Although the printed house is not available to visit, there is a chance for people in Shanghai to see items printed in 3D.

The Belgium-based company Materialise NV is currently holding a 3D printing exhibition in Shanghai that started in late 2012 and will continue until the middle of this year. The company is eager to show Asia what is possible with 3D printing.

"All the pieces shown in the IndustrialRevolution.MGX Exhibition are what cannot be made through traditional manufacturing techniques. A good example of this customization is hearing aids. More than 10 million people already use 3D printed hearing aids, all made according to the size of their ear and customized to their needs," said Wim Michiels, executive vice-president at Materialise NV.

"You can produce anything whenever and wherever you like. If you need one piece or five pieces, it is not a problem. You don't need to set-up production lines for pieces that only need a limited amount of product. Setting up a production line is a lot of work, takes a long time and is very expensive for a limited number of pieces.

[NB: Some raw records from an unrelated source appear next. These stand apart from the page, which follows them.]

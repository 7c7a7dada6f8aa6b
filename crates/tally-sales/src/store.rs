//! # Store Contracts
//!
//! The seams between the sale service and its collaborators. Production
//! wires SQLite implementations from `tally-db`; tests use [`crate::memory`].
//!
//! ## Unit of Work
//! ```text
//! ┌─────────────────────────────────────────────────────────────────────────┐
//! │                                                                         │
//! │   store.begin(sale_id) ──► uow                                          │
//! │        │                                                                │
//! │        ▼                                                                │
//! │   uow.load()            fresh aggregate, read inside the transaction    │
//! │        │                                                                │
//! │        ▼                                                                │
//! │   (mutate in memory)    rule violation? drop uow → rolled back          │
//! │        │                                                                │
//! │        ▼                                                                │
//! │   uow.save(&sale)       header + new items/payments, version checked    │
//! │        │                                                                │
//! │        ▼                                                                │
//! │   uow.commit()          all or nothing                                  │
//! │                                                                         │
//! │  Two units of work on the same sale never interleave: the second one   │
//! │  either waits (lock) or fails with Busy/Conflict and is retried.       │
//! └─────────────────────────────────────────────────────────────────────────┘
//! ```

use async_trait::async_trait;
use tally_core::{ProductSnapshot, SaleAggregate};
use thiserror::Error;

/// Persistence failures, as seen by the service.
#[derive(Debug, Clone, Error)]
pub enum StoreError {
    /// Lock wait exceeded the busy timeout.
    #[error("store busy: {0}")]
    Busy(String),

    /// Another writer committed first (optimistic version mismatch).
    #[error("concurrent modification of sale {sale_id}")]
    Conflict { sale_id: String },

    /// The store refused the write outright (constraint violation).
    /// Repeating the same write fails the same way.
    #[error("write rejected: {0}")]
    Rejected(String),

    /// Anything else: connection loss, corrupt row.
    #[error("{0}")]
    Backend(String),
}

impl StoreError {
    /// Busy and Conflict are the only failures worth another attempt.
    pub fn is_retryable(&self) -> bool {
        matches!(self, StoreError::Busy(_) | StoreError::Conflict { .. })
    }
}

pub type StoreResult<T> = Result<T, StoreError>;

/// Transactional sale persistence.
#[async_trait]
pub trait SaleStore: Send + Sync {
    /// Persists a freshly opened sale.
    async fn insert(&self, sale: &SaleAggregate) -> StoreResult<()>;

    /// Reads a sale with its items and payments, outside any transaction.
    async fn fetch(&self, sale_id: &str) -> StoreResult<Option<SaleAggregate>>;

    /// Starts a unit of work scoped to one sale.
    async fn begin(&self, sale_id: &str) -> StoreResult<Box<dyn SaleUnitOfWork>>;
}

/// One atomic read-modify-write of a single sale.
///
/// Dropping a unit of work without calling [`commit`](Self::commit)
/// discards everything it staged.
#[async_trait]
pub trait SaleUnitOfWork: Send {
    /// Loads the sale as seen by this unit of work. `None` if it does not exist.
    async fn load(&mut self) -> StoreResult<Option<SaleAggregate>>;

    /// Stages the mutated aggregate: header totals/status plus any items and
    /// payments appended since [`load`](Self::load).
    async fn save(&mut self, sale: &SaleAggregate) -> StoreResult<()>;

    async fn commit(self: Box<Self>) -> StoreResult<()>;
}

/// Product lookup collaborator.
#[async_trait]
pub trait ProductCatalog: Send + Sync {
    /// Resolves an active product. Inactive or unknown products are `None`.
    async fn find_product(&self, product_id: &str) -> StoreResult<Option<ProductSnapshot>>;
}
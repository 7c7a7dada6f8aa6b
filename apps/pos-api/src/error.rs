//! # API Error Type
//!
//! Maps the service's closed error taxonomy to HTTP responses.
//!
//! ## Status Mapping
//! ```text
//! ┌──────────────────────────────┬────────┬──────────────────────────┐
//! │ Error                        │ Status │ Body "error"             │
//! ├──────────────────────────────┼────────┼──────────────────────────┤
//! │ Validation / bad JSON        │ 400    │ validation_error         │
//! │ NotFound                     │ 404    │ not_found                │
//! │ InvalidState                 │ 409    │ invalid_state            │
//! │ InsufficientPayment          │ 422    │ insufficient_payment     │
//! │ Store (after retries)        │ 503    │ storage_error            │
//! │ Store, write rejected        │ 500    │ storage_error            │
//! │ Receipt render failure       │ 500    │ receipt_error            │
//! └──────────────────────────────┴────────┴──────────────────────────┘
//! ```
//!
//! Bodies are always `{"error": <code>, "message": <text>}`. Storage and
//! rendering failures are logged in full and answered with a generic message.

use axum::http::StatusCode;
use axum::response::{IntoResponse, Response};
use axum::Json;
use serde_json::json;
use tally_core::ValidationError;
use tally_receipt::ReceiptError;
use tally_sales::{PosError, StoreError};
use thiserror::Error;
use tracing::error;

#[derive(Debug, Error)]
pub enum ApiError {
    #[error(transparent)]
    Pos(#[from] PosError),

    #[error(transparent)]
    Receipt(#[from] ReceiptError),

    /// Request body could not be decoded.
    #[error("{0}")]
    BadRequest(String),
}

impl From<ValidationError> for ApiError {
    fn from(err: ValidationError) -> Self {
        ApiError::Pos(PosError::Validation(err))
    }
}

pub type ApiResult<T> = Result<T, ApiError>;

fn json_error(status: StatusCode, code: &'static str, message: impl Into<String>) -> Response {
    (
        status,
        Json(json!({
            "error": code,
            "message": message.into(),
        })),
    )
        .into_response()
}

impl IntoResponse for ApiError {
    fn into_response(self) -> Response {
        match self {
            ApiError::Pos(err) => {
                let status = match &err {
                    PosError::Validation(_) => StatusCode::BAD_REQUEST,
                    PosError::NotFound { .. } => StatusCode::NOT_FOUND,
                    PosError::InvalidState { .. } => StatusCode::CONFLICT,
                    PosError::InsufficientPayment { .. } => StatusCode::UNPROCESSABLE_ENTITY,
                    PosError::Store(store) if matches!(store, StoreError::Rejected(_)) => {
                        error!(error = %store, "Store rejected a validated write");
                        return json_error(
                            StatusCode::INTERNAL_SERVER_ERROR,
                            err.code(),
                            "Sale could not be stored",
                        );
                    }
                    PosError::Store(store) => {
                        error!(error = %store, "Storage failure surfaced to client");
                        return json_error(
                            StatusCode::SERVICE_UNAVAILABLE,
                            err.code(),
                            "Storage temporarily unavailable, please retry",
                        );
                    }
                };
                json_error(status, err.code(), err.to_string())
            }

            ApiError::Receipt(err) => match err {
                ReceiptError::InvalidState { .. } => {
                    json_error(StatusCode::CONFLICT, "invalid_state", err.to_string())
                }
                ReceiptError::InvalidOptions(_) | ReceiptError::Render(_) => {
                    error!(error = %err, "Receipt generation failed");
                    json_error(
                        StatusCode::INTERNAL_SERVER_ERROR,
                        "receipt_error",
                        "Receipt could not be generated",
                    )
                }
            },

            ApiError::BadRequest(message) => {
                json_error(StatusCode::BAD_REQUEST, "validation_error", message)
            }
        }
    }
}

There is no good return on investment," said Michiels.

Kim Francois, managing director of Materialise China, said while 3D printing is already being used for rapid prototyping in Asia, their European and American clients have already made the next step toward additive manufacturing with small-series production such as hearing aids.

"3D printing technology will cut the cost of making a few pieces of a product because traditionally mass-manufactured goods need a mold first. However, work can start immediately with 3D prints," said Lin Feng, deputy director of the mechanical and engineering department at Tsinghua University.

3D printing will not make any of the current manufacturing processes obsolete but it will make the production of some new products possible. Also, for small batches, this approach will become commonplace so factories and retail outlets will not need to keep large inventories of tools as well as finished products. Production at the point of sale will become a regular practise for certain products, Khoshnevis told China Daily.